#### Supplied data ####

use crate::Compression;
use std::io::{self, BufReader, Read};

pub(crate) enum PayloadReader<R: Read> {
    Plain(BufReader<R>),
    Zstd(zstd::stream::read::Decoder<'static, BufReader<R>>),
}

impl<R: Read> PayloadReader<R> {
    pub(crate) fn new(compression: Compression, reader: R, bufread: usize) -> io::Result<Self> {
        let br = BufReader::with_capacity(bufread, reader);
        match compression {
            Compression::None => Ok(PayloadReader::Plain(br)),
            Compression::Zstd { .. } => {
                let dec = zstd::stream::read::Decoder::with_buffer(br).map_err(|e| {
                    io::Error::new(io::ErrorKind::InvalidData, format!("zstd: {e}"))
                })?;
                Ok(PayloadReader::Zstd(dec))
            }
        }
    }

    /// Read the whole (decompressed) payload.
    ///
    /// Failures of the underlying file keep their kind; a stream zstd cannot
    /// decode is reported as `InvalidData`.
    pub(crate) fn read_all(self) -> io::Result<Vec<u8>> {
        let mut out = Vec::new();
        match self {
            PayloadReader::Plain(mut r) => {
                r.read_to_end(&mut out)?;
            }
            PayloadReader::Zstd(mut r) => {
                r.read_to_end(&mut out).map_err(|e| match e.kind() {
                    io::ErrorKind::Other | io::ErrorKind::UnexpectedEof => {
                        io::Error::new(io::ErrorKind::InvalidData, e)
                    }
                    _ => e,
                })?;
            }
        }
        Ok(out)
    }
}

####

The word "stream" may appear in several lines of the data; copy every line where it does.

Response:
    Zstd(zstd::stream::read::Decoder<'static, BufReader<R>>),
                let dec = zstd::stream::read::Decoder::with_buffer(br).map_err(|e| {
    /// Failures of the underlying file keep their kind; a stream zstd cannot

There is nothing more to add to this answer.